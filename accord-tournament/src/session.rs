//! Session runner - drives one assigned scenario through the mechanism
//!
//! Builds one two-party session per thread, delegates execution of the
//! whole batch to the mechanism service in a single call, then derives
//! center and edge utilities from the resulting agreements.

use std::fs;
use std::path::Path;

use anyhow::Context;
use serde::{Deserialize, Serialize};

use accord_core::{resolve_side_utilities, Outcome, ThreadContext};
use accord_mechanism::{party, run_all, with_party, Endpoint, PartyHandle, SaoSession};

use crate::assign::AssignedScenario;

/// Result of one multi-thread negotiation session
#[derive(Clone, Debug, Serialize, Deserialize)]
pub struct SessionResult {
    /// Per-thread agreement, `None` where the thread ended without one
    pub agreements: Vec<Option<Outcome>>,
    pub center_utility: f64,
    /// Edge utility per thread; NaN when undefined
    pub edge_utilities: Vec<f64>,
}

/// Run an assigned scenario and score the agreements.
///
/// `dry` skips execution and returns all-absent agreements with zero
/// utilities. Traces are persisted only when `output` is given and the
/// run is not dry.
pub fn run_assigned(
    assigned: AssignedScenario,
    name: &str,
    output: Option<&Path>,
    dry: bool,
    seed: u64,
) -> anyhow::Result<SessionResult> {
    let AssignedScenario {
        scenario,
        run_params,
        center,
        edges,
        ..
    } = assigned;
    let n_edges = scenario.n_edges();
    let sides = resolve_side_utilities(scenario.center_ufun());
    let edge_ufuns = scenario.edge_ufuns().to_vec();

    let center: PartyHandle = party(center);
    let edge_handles: Vec<PartyHandle> = edges.into_iter().map(party).collect();

    let share = run_params.share_ufuns;
    for i in 0..n_edges {
        with_party(&center, |p| {
            p.attach(ThreadContext {
                index: i,
                is_center: true,
                ufun: sides[i].clone(),
                opponent_ufun: share.then(|| edge_ufuns[i].clone()),
                partner_id: format!("e{i}"),
                seed: seed.wrapping_add(2 * i as u64),
            })
        })?;
        with_party(&edge_handles[i], |p| {
            p.attach(ThreadContext {
                index: i,
                is_center: false,
                ufun: edge_ufuns[i].clone(),
                opponent_ufun: share.then(|| sides[i].clone()),
                partner_id: format!("s{i}"),
                seed: seed.wrapping_add(2 * i as u64 + 1),
            })
        })?;
    }
    with_party(&center, |p| p.init())?;
    for edge in &edge_handles {
        with_party(edge, |p| p.init())?;
    }

    // dry runs never invoke the mechanism service
    if dry {
        return Ok(SessionResult {
            agreements: vec![None; n_edges],
            center_utility: 0.0,
            edge_utilities: vec![0.0; n_edges],
        });
    }

    let mut sessions: Vec<SaoSession> = (0..n_edges)
        .map(|i| {
            SaoSession::new(
                format!("n{i}"),
                Endpoint {
                    party: center.clone(),
                    thread: i,
                    id: format!("s{i}"),
                },
                Endpoint {
                    party: edge_handles[i].clone(),
                    thread: i,
                    id: format!("e{i}"),
                },
                run_params.nsteps,
                run_params.atomic,
            )
        })
        .collect();

    run_all(&mut sessions, run_params.method, run_params.keep_order, seed)?;

    if let Some(base) = output {
        write_traces(base, name, &sessions)?;
    }

    let agreements: Vec<Option<Outcome>> =
        sessions.iter().map(|s| s.agreement().cloned()).collect();
    let center_utility = scenario.center_ufun().evaluate(&agreements);
    let edge_utilities = edge_ufuns
        .iter()
        .zip(&agreements)
        .map(|(ufun, agreement)| ufun.eval(agreement.as_ref()))
        .collect();

    Ok(SessionResult {
        agreements,
        center_utility,
        edge_utilities,
    })
}

/// One JSON-lines trace file per thread under `<output>/<name>/log/`
fn write_traces(base: &Path, name: &str, sessions: &[SaoSession]) -> anyhow::Result<()> {
    let dir = base.join(name).join("log");
    fs::create_dir_all(&dir)
        .with_context(|| format!("creating trace directory {}", dir.display()))?;
    for session in sessions {
        let mut lines = String::new();
        for row in session.trace() {
            lines.push_str(&serde_json::to_string(row)?);
            lines.push('\n');
        }
        fs::write(dir.join(format!("{}.jsonl", session.name())), lines)?;
    }
    Ok(())
}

◆ ◆ ◆ ◆ ◆

WORK REQUEST ->
Display each line of the data where "execution" occurs.

RESULT OF THE EXERCISE ->
//! Builds one two-party session per thread, delegates execution of the
/// `dry` skips execution and returns all-absent agreements with zero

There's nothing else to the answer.